A Moment of Grace

When grace enters my life unexpectedly, the moment often becomes a font of knowledge and wisdom.

Operation Snowball is an organization for high school students who want to live healthy lives by keeping an informed and respectable distance between themselves and drugs, alcohol, and tobacco. Twice each year a three-day retreat is convened for a hundred or more participants. I recently had the privilege of participating in my 26th such weekend.

The keynote speaker Friday afternoon was newly elected Kane County Sheriff Ron Hain. I have heard the Sheriff speak and I am inspired by his leading-edge ideas and philosophies related to law enforcement. On that day, however, I had no expectation of inspiration, just thoughts about teens, drugs and alcohol.

However, Sheriff Hain prefaced his remarks by retelling his journey from a young boy of twelve to Sheriff of Kane County. You see, and he admitted it was the first time he told this story in a very public venue, when he was 12, his father walked out on him and his mother. In that moment, as they cried, he realized the imminent choice that would chart the course of his life. He could, he told us, be destroyed by the abandonment, or use it as a lever to propel him forward toward a life of meaning. Thankfully for all of us, he chose the latter. From that moment forward, every significant decision he faced became another chance to prove, to himself and the world, he would use his time on this planet to make a difference.

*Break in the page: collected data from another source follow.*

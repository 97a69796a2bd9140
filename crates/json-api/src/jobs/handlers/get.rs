//! Get Job Handler

use std::{string::ToString, sync::Arc};

use fieldwork::jobs::{Job, PartialPayment};
use salvo::{
    oapi::{ToSchema, extract::PathParam},
    prelude::*,
};
use serde::{Deserialize, Serialize};
use uuid::Uuid;

use crate::{
    extensions::*,
    jobs::{
        errors::into_status_error,
        models::{CustomerPayload, LineItemPayload},
    },
    state::State,
};

#[derive(Debug, Serialize, Deserialize, ToSchema)]
pub(crate) struct PartialPaymentResponse {
    /// `cash`, `check` or `card`
    pub method: String,

    pub amount: String,

    pub check_number: Option<String>,

    /// Processor charge id for card payments
    pub reference: Option<String>,

    pub recorded_at: String,
}

impl From<PartialPayment> for PartialPaymentResponse {
    fn from(payment: PartialPayment) -> Self {
        PartialPaymentResponse {
            method: payment.method.to_string(),
            amount: payment.amount.to_string(),
            check_number: payment.check_number.map(String::from),
            reference: payment.reference,
            recorded_at: payment.recorded_at.to_string(),
        }
    }
}

#[derive(Debug, Serialize, Deserialize, ToSchema)]
pub(crate) struct JobResponse {
    /// The unique identifier of the job
    pub uuid: Uuid,

    /// `booked`, `en_route`, `on_site`, `Authorized` or `Closed`
    pub status: String,

    pub customer: CustomerPayload,

    pub description: String,

    /// Appointment time
    pub scheduled_for: Option<String>,

    /// Assigned technician
    pub tech_uuid: Option<Uuid>,

    /// Line items the price was authorized from
    pub line_items: Vec<LineItemPayload>,

    /// Authorized price including tax
    pub price: Option<String>,

    pub taxable: bool,

    pub tax_amount: Option<String>,

    /// Method of the most recent payment
    pub payment_method: Option<String>,

    /// Amount of the most recent payment
    pub payment_amount: Option<String>,

    pub partial_payments: Vec<PartialPaymentResponse>,

    pub check_number: Option<String>,

    pub check_photo: Option<String>,

    /// Sum of all payments
    pub total_paid: String,

    /// Price minus payments, zero when unpriced
    pub remaining_balance: String,

    /// Write sequence number
    pub version: i64,

    pub created_at: String,

    pub updated_at: String,

    /// When the job was closed
    pub closed_at: Option<String>,
}

impl From<Job> for JobResponse {
    fn from(job: Job) -> Self {
        let total_paid = job.total_paid().to_string();
        let remaining_balance = job.remaining_balance().to_string();

        JobResponse {
            uuid: job.uuid.into(),
            status: job.status.to_string(),
            customer: job.customer.into(),
            description: job.description,
            scheduled_for: job.scheduled_for.as_ref().map(ToString::to_string),
            tech_uuid: job.tech_uuid.map(Into::into),
            line_items: job.line_items.into_iter().map(Into::into).collect(),
            price: job.price.as_ref().map(ToString::to_string),
            taxable: job.taxable,
            tax_amount: job.tax_amount.as_ref().map(ToString::to_string),
            payment_method: job.payment_method.as_ref().map(ToString::to_string),
            payment_amount: job.payment_amount.as_ref().map(ToString::to_string),
            partial_payments: job.partial_payments.into_iter().map(Into::into).collect(),
            check_number: job.check_number.map(String::from),
            check_photo: job.check_photo,
            total_paid,
            remaining_balance,
            version: job.version,
            created_at: job.created_at.to_string(),
            updated_at: job.updated_at.to_string(),
            closed_at: job.closed_at.as_ref().map(ToString::to_string),
        }
    }
}

/// Get Job Handler
///
/// Returns a job with its payment ledger.
#[endpoint(
    tags("jobs"),
    summary = "Get Job",
    security(("bearer_auth" = [])),
    responses(
        (status_code = StatusCode::OK, description = "Job"),
        (status_code = StatusCode::NOT_FOUND, description = "Job not found"),
    ),
)]
pub(crate) async fn handler(
    job: PathParam<Uuid>,
    depot: &mut Depot,
) -> Result<Json<JobResponse>, StatusError> {
    let state = depot.obtain_or_500::<Arc<State>>()?;
    depot.principal_or_401()?;

    let job = state
        .app
        .jobs
        .get_job(job.into_inner().into())
        .await
        .map_err(into_status_error)?;

    Ok(Json(job.into()))
}
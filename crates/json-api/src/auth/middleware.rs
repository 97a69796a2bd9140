//! Auth middleware.

use std::sync::Arc;

use fieldwork_app::auth::AuthServiceError;
use salvo::{http::header::AUTHORIZATION, prelude::*};
use tracing::error;

use crate::{extensions::*, state::State};

#[salvo::handler]
pub(crate) async fn handler(
    req: &mut Request,
    depot: &mut Depot,
    res: &mut Response,
    ctrl: &mut FlowCtrl,
) {
    let Some(token) = extract_bearer_token(req) else {
        res.render(StatusError::unauthorized().brief("Missing or invalid Authorization header"));

        return;
    };

    let state = match depot.obtain::<Arc<State>>() {
        Ok(state) => state,
        Err(_error) => {
            res.render(StatusError::internal_server_error());

            return;
        }
    };

    let principal = match state.app.auth.authenticate_bearer(token).await {
        Ok(principal) => principal,
        Err(AuthServiceError::NotFound | AuthServiceError::Token(_)) => {
            res.render(StatusError::unauthorized().brief("Invalid API token"));

            return;
        }
        Err(source) => {
            error!("failed to validate api token: {source}");

            res.render(StatusError::internal_server_error());

            return;
        }
    };

    depot.insert_principal(principal);

    ctrl.call_next(req, depot, res).await;
}

fn extract_bearer_token(req: &Request) -> Option<&str> {
    let value = req.headers().get(AUTHORIZATION)?.to_str().ok()?;
    let (scheme, token) = value.split_once(' ')?;
    let token = token.trim();

    if !scheme.eq_ignore_ascii_case("bearer") || token.is_empty() {
        return None;
    }

    Some(token)
}
//! Webhook notifier.

use async_trait::async_trait;
use reqwest::Client;
use tracing::debug;

use super::{Notification, Notifier, NotifierError};

/// Posts notifications as JSON to an SMS/email gateway.
#[derive(Debug, Clone)]
pub struct WebhookNotifier {
    client: Client,
    url: String,
}

impl WebhookNotifier {
    #[must_use]
    pub fn new(url: impl Into<String>) -> Self {
        Self {
            client: Client::new(),
            url: url.into(),
        }
    }
}

#[async_trait]
impl Notifier for WebhookNotifier {
    async fn notify(&self, notification: Notification) -> Result<(), NotifierError> {
        if !notification.has_recipient() {
            return Err(NotifierError::NoRecipient);
        }

        let response = self
            .client
            .post(&self.url)
            .json(&notification)
            .send()
            .await?;

        let status = response.status();

        if !status.is_success() {
            return Err(NotifierError::Rejected(status.as_u16()));
        }

        debug!(subject = %notification.subject, "notification.sent");

        Ok(())
    }
}
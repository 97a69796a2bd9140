//! Logging Config

use clap::{Args, ValueEnum};

/// How log lines are rendered.
#[derive(Clone, Copy, Debug, PartialEq, Eq, ValueEnum)]
pub enum LogFormat {
    /// One line per event, for terminals.
    Compact,

    /// Multi-line events with source locations, for local debugging.
    Pretty,

    /// One JSON object per event, for log shippers.
    Json,
}

/// Logging settings.
#[derive(Debug, Args)]
pub struct LoggingConfig {
    /// Filter directive, e.g. `info` or `fieldwork_app=debug`
    #[arg(short, long, env = "RUST_LOG", default_value = "info")]
    pub log_level: String,

    #[arg(long, env = "LOG_FORMAT", value_enum, default_value_t = LogFormat::Compact)]
    pub log_format: LogFormat,

    /// Emit an event with timings whenever a span closes
    #[arg(long, env = "LOG_SPAN_TIMINGS", default_value_t = false)]
    pub log_span_timings: bool,

    /// Requests slower than this are logged at warn
    #[arg(long, env = "SLOW_REQUEST_THRESHOLD_MS", default_value_t = 1_000_u64)]
    pub slow_request_threshold_ms: u64,
}
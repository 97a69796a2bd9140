//! Card payment processor client.

use std::fmt;

use async_trait::async_trait;
use mockall::automock;
use reqwest::{Client, StatusCode};
use serde::{Deserialize, Serialize};
use thiserror::Error;

/// A charge to submit, amounts in the currency's minor unit.
#[derive(Debug, Clone, PartialEq, Eq, Serialize)]
pub struct ChargeRequest {
    pub amount: i64,
    pub currency: String,
    /// Card token from the client-side tokenizer.
    pub source: String,
    pub description: String,
    #[serde(skip)]
    pub idempotency_key: String,
}

/// A confirmed charge.
#[derive(Debug, Clone, PartialEq, Eq)]
pub struct Charge {
    pub id: String,
}

#[derive(Debug, Error)]
pub enum PaymentProcessorError {
    #[error("card declined: {0}")]
    Declined(String),

    #[error("http error: {0}")]
    Http(#[from] reqwest::Error),

    #[error("unexpected response from payment processor: {0}")]
    UnexpectedResponse(String),
}

#[automock]
#[async_trait]
pub trait PaymentProcessor: Send + Sync {
    /// Charge a card. Only an `Ok` means money moved.
    async fn charge(&self, request: ChargeRequest) -> Result<Charge, PaymentProcessorError>;
}

/// Connection details for the HTTP processor.
#[derive(Clone)]
pub struct PaymentProcessorConfig {
    /// Base URL, e.g. `"https://payments.example.com/v1"`.
    pub url: String,

    /// Secret API key sent as a bearer token.
    pub api_key: String,
}

impl fmt::Debug for PaymentProcessorConfig {
    fn fmt(&self, f: &mut fmt::Formatter<'_>) -> fmt::Result {
        f.debug_struct("PaymentProcessorConfig")
            .field("url", &self.url)
            .field("api_key", &"**redacted**")
            .finish()
    }
}

/// Processor reached over a JSON `POST {url}/charges`.
#[derive(Debug, Clone)]
pub struct HttpPaymentProcessor {
    config: PaymentProcessorConfig,
    http: Client,
}

impl HttpPaymentProcessor {
    #[must_use]
    pub fn new(config: PaymentProcessorConfig) -> Self {
        Self {
            config,
            http: Client::new(),
        }
    }
}

#[async_trait]
impl PaymentProcessor for HttpPaymentProcessor {
    #[tracing::instrument(
        name = "payments.processor.charge",
        skip(self, request),
        fields(amount = request.amount, currency = %request.currency),
        err
    )]
    async fn charge(&self, request: ChargeRequest) -> Result<Charge, PaymentProcessorError> {
        let url = format!("{}/charges", self.config.url.trim_end_matches('/'));

        let response = self
            .http
            .post(&url)
            .bearer_auth(&self.config.api_key)
            .header("Idempotency-Key", &request.idempotency_key)
            .json(&request)
            .send()
            .await?;

        let status = response.status();
        let text = response.text().await?;

        interpret_response(status, &text)
    }
}

#[derive(Debug, Deserialize)]
struct ChargeResponse {
    id: Option<String>,
    status: String,
    failure_message: Option<String>,
}

fn interpret_response(status: StatusCode, body: &str) -> Result<Charge, PaymentProcessorError> {
    let parsed = serde_json::from_str::<ChargeResponse>(body);

    match parsed {
        Ok(ChargeResponse {
            id: Some(id),
            status: charge_status,
            ..
        }) if status.is_success() && charge_status == "succeeded" => Ok(Charge { id }),
        Ok(ChargeResponse {
            status: charge_status,
            failure_message,
            ..
        }) if charge_status == "declined" || status == StatusCode::PAYMENT_REQUIRED => {
            Err(PaymentProcessorError::Declined(
                failure_message.unwrap_or_else(|| "no reason given".to_string()),
            ))
        }
        Ok(_) | Err(_) => Err(PaymentProcessorError::UnexpectedResponse(format!(
            "charge request returned {status}: {body}"
        ))),
    }
}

Sheriff Hain did speak of drugs, alcohol, and law enforcement, and, following his remarks, there were many questions from the teens about a life in criminal justice. But the questions that most caused the Sheriff to pause, were those about what it meant for his father to abandon him and his mother.

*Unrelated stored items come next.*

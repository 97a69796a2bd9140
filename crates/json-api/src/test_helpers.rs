//! Test helpers.

use std::sync::Arc;

use fieldwork::jobs::{CustomerDetails, InvoiceError, Job, JobUuid, LineItem, TaxRate};
use fieldwork_app::{
    auth::{MockAuthService, Principal, Role, UserUuid},
    context::AppContext,
    domain::{
        customers::MockCustomerDirectory, jobs::MockJobsService,
        payments::MockCardPaymentsService, time_entries::MockTimeClockService,
    },
    settings::BillingSettings,
};
use jiff::Timestamp;
use rust_decimal::Decimal;
use salvo::{affix_state::inject, prelude::*};
use uuid::Uuid;

use crate::state::State;

pub(crate) const TEST_USER_UUID: UserUuid = UserUuid::from_uuid(Uuid::nil());

pub(crate) fn principal(role: Role) -> Principal {
    Principal {
        user_uuid: TEST_USER_UUID,
        name: "Test User".to_string(),
        role,
    }
}

/// Service mocks; any call without an expectation fails the test.
#[derive(Default)]
pub(crate) struct Mocks {
    pub(crate) jobs: MockJobsService,
    pub(crate) card_payments: MockCardPaymentsService,
    pub(crate) timeclock: MockTimeClockService,
    pub(crate) customers: MockCustomerDirectory,
    pub(crate) auth: MockAuthService,
}

impl Mocks {
    pub(crate) fn jobs(jobs: MockJobsService) -> Self {
        Self {
            jobs,
            ..Self::default()
        }
    }

    pub(crate) fn timeclock(timeclock: MockTimeClockService) -> Self {
        Self {
            timeclock,
            ..Self::default()
        }
    }

    pub(crate) fn into_state(self) -> Arc<State> {
        State::from_app_context(AppContext {
            settings: BillingSettings::default(),
            jobs: Arc::new(self.jobs),
            card_payments: Arc::new(self.card_payments),
            timeclock: Arc::new(self.timeclock),
            customers: Arc::new(self.customers),
            auth: Arc::new(self.auth),
        })
    }

    /// Serve `route` as an authenticated caller with `role`.
    pub(crate) fn service(self, role: Role, route: Router) -> Service {
        Service::new(
            Router::new()
                .hoop(inject(self.into_state()))
                .hoop(inject(principal(role)))
                .push(route),
        )
    }
}

pub(crate) fn customer() -> CustomerDetails {
    CustomerDetails {
        name: "Ada Lovelace".to_string(),
        phone: "5550101000".to_string(),
        email: None,
        address: Some("1 Analytical Way".to_string()),
    }
}

pub(crate) fn make_job(uuid: JobUuid) -> Job {
    Job::booked(uuid, customer(), "Replace water heater", Timestamp::UNIX_EPOCH)
}

/// A job authorized for `price`, untaxed.
pub(crate) fn authorized_job(uuid: JobUuid, price: Decimal) -> Result<Job, InvoiceError> {
    let mut job = make_job(uuid);

    job.authorize(
        vec![LineItem::new("Water heater", price)],
        false,
        TaxRate::DEFAULT,
        Timestamp::UNIX_EPOCH,
    )?;

    Ok(job)
}
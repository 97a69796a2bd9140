//! Job Errors

use fieldwork::jobs::StatusError as TransitionError;
use fieldwork_app::domain::{
    jobs::JobsServiceError,
    payments::{CardPaymentsError, PaymentProcessorError},
};
use salvo::http::StatusError;
use tracing::error;

pub(crate) fn into_status_error(error: JobsServiceError) -> StatusError {
    match error {
        JobsServiceError::AlreadyExists => StatusError::conflict().brief("Job already exists"),
        JobsServiceError::NotFound => StatusError::not_found().brief("Job not found"),
        JobsServiceError::InvalidReference
        | JobsServiceError::MissingRequiredData
        | JobsServiceError::InvalidData => StatusError::bad_request().brief("Invalid job payload"),
        JobsServiceError::Conflict => {
            StatusError::conflict().brief("Job was modified concurrently, retry the request")
        }
        JobsServiceError::Status(TransitionError::Unknown(status)) => {
            StatusError::bad_request().brief(format!("Unknown job status {status:?}"))
        }
        JobsServiceError::Status(source) => StatusError::conflict().brief(source.to_string()),
        JobsServiceError::Invoice(source) => {
            StatusError::unprocessable_entity().brief(source.to_string())
        }
        JobsServiceError::Ledger(source) => {
            StatusError::unprocessable_entity().brief(source.to_string())
        }
        JobsServiceError::Sql(source) => {
            error!("job storage failure: {source}");

            StatusError::internal_server_error()
        }
    }
}

pub(crate) fn card_status_error(error: CardPaymentsError) -> StatusError {
    match error {
        CardPaymentsError::Jobs(source) => into_status_error(source),
        CardPaymentsError::Ledger(source) => {
            StatusError::unprocessable_entity().brief(source.to_string())
        }
        CardPaymentsError::Money(source) => {
            StatusError::unprocessable_entity().brief(source.to_string())
        }
        CardPaymentsError::Processor(PaymentProcessorError::Declined(reason)) => {
            StatusError::payment_required().brief(format!("Card declined: {reason}"))
        }
        CardPaymentsError::Processor(source) => {
            error!("payment processor failure: {source}");

            StatusError::bad_gateway().brief("Payment processor unavailable")
        }
        CardPaymentsError::ChargedButUnrecorded { charge_id, .. } => {
            StatusError::internal_server_error().brief(format!(
                "Card charge {charge_id} succeeded but the payment was not recorded"
            ))
        }
    }
}
//! Auth service errors.

use sqlx::{
    Error,
    error::{DatabaseError, ErrorKind},
};
use thiserror::Error;

use crate::auth::ApiTokenError;

#[derive(Debug, Error)]
pub enum AuthServiceError {
    #[error("not found")]
    NotFound,

    #[error("related resource not found")]
    InvalidReference,

    #[error("invalid data")]
    InvalidData,

    #[error("storage error")]
    Sql(#[source] Error),

    #[error("token processing error")]
    Token(#[source] ApiTokenError),
}

impl From<Error> for AuthServiceError {
    fn from(error: Error) -> Self {
        if matches!(error, Error::RowNotFound) {
            return Self::NotFound;
        }

        match error.as_database_error().map(DatabaseError::kind) {
            Some(ErrorKind::ForeignKeyViolation) => Self::InvalidReference,
            Some(ErrorKind::CheckViolation | ErrorKind::NotNullViolation) => Self::InvalidData,
            Some(ErrorKind::Other | _) | None => Self::Sql(error),
        }
    }
}

impl From<ApiTokenError> for AuthServiceError {
    fn from(error: ApiTokenError) -> Self {
        Self::Token(error)
    }
}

I have long thought about the pain in our lives and who we might become with or without it. With this unique opportunity right in our midst, I raised my hand and asked, “Sheriff, if you could, would you go back to that moment when you were 12 and re-write history? Would you write a story in which your father remained in your life?” He paused for a long moment, then he looked at the 100 of us in the room and admitted that that moment made him who he became. He then said, “As strange as it may seem, that event was a gift in my life, and I would not go back and change it.”

I think many in the room were stunned by that revelation, but I was overcome with joy. Not joy over his father’s departure, but joy for the gift the Sheriff had just bestowed. Over the past 13 years in Snowball, I have heard hundreds of stories from teens who live through horrendous pain. There were many in the room that Friday afternoon who had lived through moments as painful as the Sheriff; some are living lives even more raw and chaotic. I thanked him for helping us understand that those moments, as horrible and as unfair as they are, can become defining moments in our lives. Those moments can overwhelm us…they can also propel us.

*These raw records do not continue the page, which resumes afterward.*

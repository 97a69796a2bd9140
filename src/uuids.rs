//! Typed Uuids

use std::{
    cmp::Ordering,
    fmt::{Debug, Display, Formatter, Result as FmtResult},
    hash::{Hash, Hasher},
    marker::PhantomData,
    str::FromStr,
};

use serde::{Deserialize, Deserializer, Serialize, Serializer};
use uuid::Uuid;

/// A UUID tagged with the entity it identifies, so a job id cannot be passed where a
/// time entry id is expected.
pub struct TypedUuid<T>(Uuid, PhantomData<T>);

impl<T> TypedUuid<T> {
    /// Generate a new time-ordered (v7) identifier.
    #[must_use]
    pub fn new() -> Self {
        Self::from_uuid(Uuid::now_v7())
    }

    /// Wrap an existing UUID.
    pub const fn from_uuid(uuid: Uuid) -> Self {
        Self(uuid, PhantomData)
    }

    /// Unwrap into the untyped UUID.
    #[must_use]
    pub const fn into_uuid(self) -> Uuid {
        self.0
    }
}

impl<T> Default for TypedUuid<T> {
    fn default() -> Self {
        Self::new()
    }
}

impl<T> Clone for TypedUuid<T> {
    fn clone(&self) -> Self {
        *self
    }
}

impl<T> Copy for TypedUuid<T> {}

impl<T> Debug for TypedUuid<T> {
    fn fmt(&self, f: &mut Formatter<'_>) -> FmtResult {
        Debug::fmt(&self.0, f)
    }
}

impl<T> Display for TypedUuid<T> {
    fn fmt(&self, f: &mut Formatter<'_>) -> FmtResult {
        Display::fmt(&self.0, f)
    }
}

impl<T> PartialEq for TypedUuid<T> {
    fn eq(&self, other: &Self) -> bool {
        self.0 == other.0
    }
}

impl<T> Eq for TypedUuid<T> {}

impl<T> Hash for TypedUuid<T> {
    fn hash<H: Hasher>(&self, state: &mut H) {
        self.0.hash(state);
    }
}

impl<T> PartialOrd for TypedUuid<T> {
    fn partial_cmp(&self, other: &Self) -> Option<Ordering> {
        Some(self.cmp(other))
    }
}

impl<T> Ord for TypedUuid<T> {
    fn cmp(&self, other: &Self) -> Ordering {
        self.0.cmp(&other.0)
    }
}

impl<T> From<Uuid> for TypedUuid<T> {
    fn from(value: Uuid) -> Self {
        Self::from_uuid(value)
    }
}

impl<T> From<TypedUuid<T>> for Uuid {
    fn from(value: TypedUuid<T>) -> Self {
        value.into_uuid()
    }
}

impl<T> FromStr for TypedUuid<T> {
    type Err = uuid::Error;

    fn from_str(value: &str) -> Result<Self, Self::Err> {
        Uuid::parse_str(value).map(Self::from_uuid)
    }
}

impl<T> Serialize for TypedUuid<T> {
    fn serialize<S: Serializer>(&self, serializer: S) -> Result<S::Ok, S::Error> {
        self.0.serialize(serializer)
    }
}

impl<'de, T> Deserialize<'de> for TypedUuid<T> {
    fn deserialize<D: Deserializer<'de>>(deserializer: D) -> Result<Self, D::Error> {
        Uuid::deserialize(deserializer).map(Self::from_uuid)
    }
}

It is a story I have heard thousands of times answering calls on the National Lifeline. Often, after witnessing a human being in inordinate pain, I will ask, “While I would take this suffering away in an instant if I could, I cannot. However, are you learning something about what it means to be human that you can use to help others?” Often, the response is “You have no idea.”

Sheriff Hain, your ideas about law enforcement inspire me, but this past weekend I was moved by your strength and humanity. The gift from your life, became one in ours. I am deeply grateful for you giving us that unexpected moment of grace.